Лицо раненого вытянулось от изумления.
— Вот встанешь на ноги, и мы снова с тобой схлестнемся, — пообещал ему Барри. — Время для этого у нас еще будет. Сейчас твоя задача — поправиться, а моя. — заставить тебя лежать и не шевелиться.
— Литтон, так это ты меня подстрелил? — задал вопрос бандит.
— Я. Увидел, как ты пальнул из-за конюшни. Пришлось ответить. Если бы там оказался не ты, то я подстрелил бы другого.
— Дю?.. Да, конечно, кого-нибудь другого!
— Дюваля, например, — догадавшись, кого имел в виду раненый, сказал Барри.
— Я ни словом не упомянул о Дювале, — возразил парень.
— Конечно, — кивнул его собеседник. — О чем тут спорить, если ты никогда его и не видел. Так ведь?
— Нет, никогда.
— Какой же ты все-таки откровенный врунишка! Но я таких люблю, потому что их сразу можно раскусить.
Превозмогая боль, парень улыбнулся.
— Да не скрипи ты зубами, старина! Дай выход боли, и тебе сразу же станет легче.
— При чем здесь боль? Мне совсем не больно. Со мной все в порядке. Просто очень хочется закурить. Только и всего. Угостишь?
— Конечно, — ответил Литтон, протягивая раненому пачку тонкой бумаги из пшеничной соломки и кисет с табаком «Булл Дерхэм».

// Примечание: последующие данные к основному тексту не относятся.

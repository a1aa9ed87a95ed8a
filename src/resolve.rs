use std::path::{Path, PathBuf};
use std::sync::OnceLock;

use regex_lite::Regex;

use crate::error::{Result, ScriptgenError};
use crate::logic::{GenerationLogic, LogicRegistry};

/// A template document whose generation logic has been instantiated.
pub struct ResolvedTemplate {
    pub path: PathBuf,
    /// The public type in the document that implements the contract.
    pub type_name: String,
    pub raw_text: String,
    pub logic: Box<dyn GenerationLogic>,
}

/// Type declarations found in a template document, outside comments.
#[derive(Debug, Default, PartialEq, Eq)]
pub struct Declarations {
    /// Public types in declaration order.
    pub public_types: Vec<String>,
    /// Public types with an `impl <contract> for <Type>` block.
    pub conforming: Vec<String>,
}

fn public_type_regex() -> &'static Regex {
    static RE: OnceLock<Regex> = OnceLock::new();
    RE.get_or_init(|| {
        Regex::new(
            r"\bpub(?:lic)?\s+(?:(?:sealed|abstract|partial|static|final)\s+)*(?:struct|enum|union|type|class|record)\s+([A-Za-z_][A-Za-z0-9_]*)",
        )
        .expect("valid public type pattern")
    })
}

/// `class Foo : Base, IOther` / `class Foo extends Base` style inheritance.
fn base_list_regex() -> &'static Regex {
    static RE: OnceLock<Regex> = OnceLock::new();
    RE.get_or_init(|| {
        Regex::new(
            r"\b(?:class|struct|record)\s+([A-Za-z_][A-Za-z0-9_]*)(?:<[^>]*>)?\s*(?::|\bextends\b|\bimplements\b)\s*([^{;]*)",
        )
        .expect("valid base list pattern")
    })
}

/// Start of a C# generic constraint clause, which ends a base list.
fn where_clause_regex() -> &'static Regex {
    static RE: OnceLock<Regex> = OnceLock::new();
    RE.get_or_init(|| Regex::new(r"\bwhere\b").expect("valid where clause pattern"))
}

fn impl_regex() -> &'static Regex {
    static RE: OnceLock<Regex> = OnceLock::new();
    RE.get_or_init(|| {
        Regex::new(
            r"\bimpl(?:\s*<[^>]*>)?\s+(?:[A-Za-z_][A-Za-z0-9_]*::)*([A-Za-z_][A-Za-z0-9_]*)(?:<[^>]*>)?\s+for\s+([A-Za-z_][A-Za-z0-9_]*)",
        )
        .expect("valid impl pattern")
    })
}

/// Last path segment of a contract name, so `scriptgen::ClassTemplate`
/// matches `impl ClassTemplate for ...`.
fn contract_ident(contract: &str) -> &str {
    let contract = contract.trim();
    contract
        .rsplit(|c| c == ':' || c == '.')
        .next()
        .unwrap_or(contract)
}

/// Whether a base list such as `Base<T>, ns.IOther` names `contract`.
fn base_list_names(bases: &str, contract: &str) -> bool {
    let bases = match where_clause_regex().find(bases) {
        Some(m) => &bases[..m.start()],
        None => bases,
    };

    bases
        .split(|c| c == ',' || c == '{')
        .filter_map(|base| base.split_whitespace().last())
        .filter(|base| *base != "implements")
        .map(|base| base.split('<').next().unwrap_or(base))
        .any(|base| contract_ident(base) == contract)
}

/// Scan `text` for public types and which of them implement `contract`.
///
/// Conformance is either a Rust `impl <contract> for <Type>` block or a
/// C-family base list (`class Type : <contract>`, `extends`, `implements`).
pub fn scan_declarations(text: &str, contract: &str) -> Declarations {
    let code = strip_comments(text);
    let contract = contract_ident(contract);

    let mut public_types: Vec<String> = Vec::new();
    for caps in public_type_regex().captures_iter(&code) {
        let name = caps[1].to_string();
        if !public_types.contains(&name) {
            public_types.push(name);
        }
    }

    let mut implementors: Vec<&str> = impl_regex()
        .captures_iter(&code)
        .filter(|caps| &caps[1] == contract)
        .filter_map(|caps| caps.get(2).map(|m| m.as_str()))
        .collect();
    implementors.extend(
        base_list_regex()
            .captures_iter(&code)
            .filter(|caps| base_list_names(&caps[2], contract))
            .filter_map(|caps| caps.get(1).map(|m| m.as_str())),
    );

    let conforming = public_types
        .iter()
        .filter(|name| implementors.contains(&name.as_str()))
        .cloned()
        .collect();

    Declarations {
        public_types,
        conforming,
    }
}

/// Determine the single type in the document at `path` that carries its generation logic.
pub fn declared_logic_type(path: &Path, text: &str, contract: &str) -> Result<String> {
    let declarations = scan_declarations(text, contract);

    match declarations.conforming.as_slice() {
        [single] => Ok(single.clone()),
        [] if declarations.public_types.is_empty() => Err(ScriptgenError::NoDeclaredLogic {
            path: path.to_path_buf(),
            contract: contract.to_string(),
        }),
        [] => Err(ScriptgenError::LogicDoesNotConform {
            path: path.to_path_buf(),
            type_name: primary_type(path, &declarations.public_types).to_string(),
            contract: contract.to_string(),
        }),
        many => Err(ScriptgenError::AmbiguousLogic {
            path: path.to_path_buf(),
            type_names: many.to_vec(),
            contract: contract.to_string(),
        }),
    }
}

/// The type named after the document (`Foo` for `Foo.template.rs`), else the first one.
fn primary_type<'a>(path: &Path, public_types: &'a [String]) -> &'a str {
    let stem = path
        .file_name()
        .and_then(|name| name.to_str())
        .and_then(|name| name.split('.').next())
        .unwrap_or_default();

    public_types
        .iter()
        .find(|name| name.as_str() == stem)
        .or_else(|| public_types.first())
        .map(String::as_str)
        .unwrap_or_default()
}

/// Read the document at `path`, find its generation type and instantiate it
/// with the document's raw text.
pub fn resolve_document(
    path: &Path,
    registry: &LogicRegistry,
    contract: &str,
) -> Result<ResolvedTemplate> {
    let raw_text = std::fs::read_to_string(path).map_err(|e| ScriptgenError::Io {
        context: format!("reading template {}", path.display()),
        source: e,
    })?;

    let type_name = declared_logic_type(path, &raw_text, contract)?;
    tracing::debug!(
        template = %path.display(),
        type_name = %type_name,
        "resolved declared generation type"
    );

    let logic = registry.instantiate(path, &type_name, contract, raw_text.clone())?;

    Ok(ResolvedTemplate {
        path: path.to_path_buf(),
        type_name,
        raw_text,
        logic,
    })
}

/// Blank out `//` and (nested) `/* */` comments, leaving string and char
/// literals intact. Newlines are kept so offsets stay on the same line.
pub fn strip_comments(text: &str) -> String {
    let chars: Vec<char> = text.chars().collect();
    let mut out = String::with_capacity(text.len());
    let mut i = 0;

    while i < chars.len() {
        let c = chars[i];
        let next = chars.get(i + 1).copied();

        match (c, next) {
            ('/', Some('/')) => {
                while i < chars.len() && chars[i] != '\n' {
                    i += 1;
                }
            }
            ('/', Some('*')) => {
                let mut depth = 0usize;
                while i < chars.len() {
                    match (chars[i], chars.get(i + 1).copied()) {
                        ('/', Some('*')) => {
                            depth += 1;
                            i += 2;
                        }
                        ('*', Some('/')) => {
                            depth -= 1;
                            i += 2;
                            if depth == 0 {
                                break;
                            }
                        }
                        ('\n', _) => {
                            out.push('\n');
                            i += 1;
                        }
                        _ => i += 1,
                    }
                }
                out.push(' ');
            }
            ('"', _) => {
                i = copy_string(&chars, i, 0, &mut out);
            }
            ('@', Some('"')) => {
                out.push('@');
                i = copy_verbatim_string(&chars, i + 1, &mut out);
            }
            ('@', Some('$')) if chars.get(i + 2) == Some(&'"') => {
                out.push_str("@$");
                i = copy_verbatim_string(&chars, i + 2, &mut out);
            }
            ('r', Some('"' | '#')) if !is_ident_char(i.checked_sub(1).map(|p| chars[p])) => {
                let hashes = chars[i + 1..].iter().take_while(|&&ch| ch == '#').count();
                if chars.get(i + 1 + hashes) == Some(&'"') {
                    out.push('r');
                    out.extend(std::iter::repeat('#').take(hashes));
                    i = copy_string(&chars, i + 1 + hashes, hashes, &mut out);
                } else {
                    out.push(c);
                    i += 1;
                }
            }
            ('\'', Some('\\')) => {
                let start = i;
                i += 3;
                while i < chars.len() && chars[i] != '\'' {
                    i += 1;
                }
                i = (i + 1).min(chars.len());
                out.extend(&chars[start..i]);
            }
            ('\'', Some(_)) if chars.get(i + 2) == Some(&'\'') => {
                out.extend(&chars[i..i + 3]);
                i += 3;
            }
            _ => {
                out.push(c);
                i += 1;
            }
        }
    }

    out
}

fn is_ident_char(c: Option<char>) -> bool {
    c.is_some_and(|c| c.is_alphanumeric() || c == '_')
}

/// Copy a string literal whose opening quote is at `open`. Raw strings pass
/// the number of `#`s that terminate them and have no escapes.
fn copy_string(chars: &[char], open: usize, hashes: usize, out: &mut String) -> usize {
    let raw = hashes > 0 || (open > 0 && chars[open - 1] == 'r');
    out.push('"');
    let mut i = open + 1;

    while i < chars.len() {
        let c = chars[i];
        if c == '\\' && !raw {
            out.push(c);
            if let Some(&escaped) = chars.get(i + 1) {
                out.push(escaped);
            }
            i += 2;
            continue;
        }
        out.push(c);
        i += 1;
        if c == '"' && chars[i..].iter().take(hashes).filter(|&&ch| ch == '#').count() == hashes
        {
            out.extend(&chars[i..i + hashes]);
            return i + hashes;
        }
    }

    chars.len()
}

/// Copy a C# verbatim string (`@"..."`) whose opening quote is at `open`.
/// Backslashes are literal and `""` stands for a quote.
fn copy_verbatim_string(chars: &[char], open: usize, out: &mut String) -> usize {
    out.push('"');
    let mut i = open + 1;

    while i < chars.len() {
        let c = chars[i];
        out.push(c);
        i += 1;
        if c == '"' {
            if chars.get(i) != Some(&'"') {
                return i;
            }
            out.push('"');
            i += 1;
        }
    }

    chars.len()
}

— Может, скрутишь мне цигарку? — попросил парень.
— А самому не под силу?
— Нет, я могу. — Раненый, развернув листок бумаги, стал насыпать на него табак.
Он уже почти свернул самокрутку, как она вдруг переломилась в его руках надвое. Вторая не получилась с самого начала. Удалась только третья. Однако, когда парень уже вставлял ее в рот, бумага неожиданно развернулась и весь табак просыпался ему на подбородок.
— У меня не руки, а крюки, — со вздохом произнес бандит, возвращая Литтону кисет.
— Ничего, ничего, продолжай, — ухмыльнулся Барри, — а я посмотрю, как это у тебя ничего не болит!
Парень уставился на него большими карими глазами, но промолчал.
— Стони, браток, — велел ему Литтон. — Не бойся, я осуждать тебя не буду. Только скажи, где у тебя болит, чтобы я мог хоть немного облегчить твои страдания.
Неожиданно раненый сник и даже, как показалось Барри, уменьшился в размерах.
— В боку, Литтон. Боль терпимая, но когда делаю вдох, в него будто вонзается острый нож. О Боже! — выдавил бандит и застонал.
— Вот так-то лучше! А теперь расслабься. Сейчас облегчу твою боль, и ты заснешь. Час крепкого сна пойдет тебе на пользу. — Барри ловко скрутил цигарку, сунул ее в рот раненому, поджег спичкой и заявил: — Покури-ка, а я пока займусь делом.
Взяв ведро, он подошел к колонке и набрал в него воды, затем разворошив груду тлеющих головешек, поставил ведро на раскаленные уголья.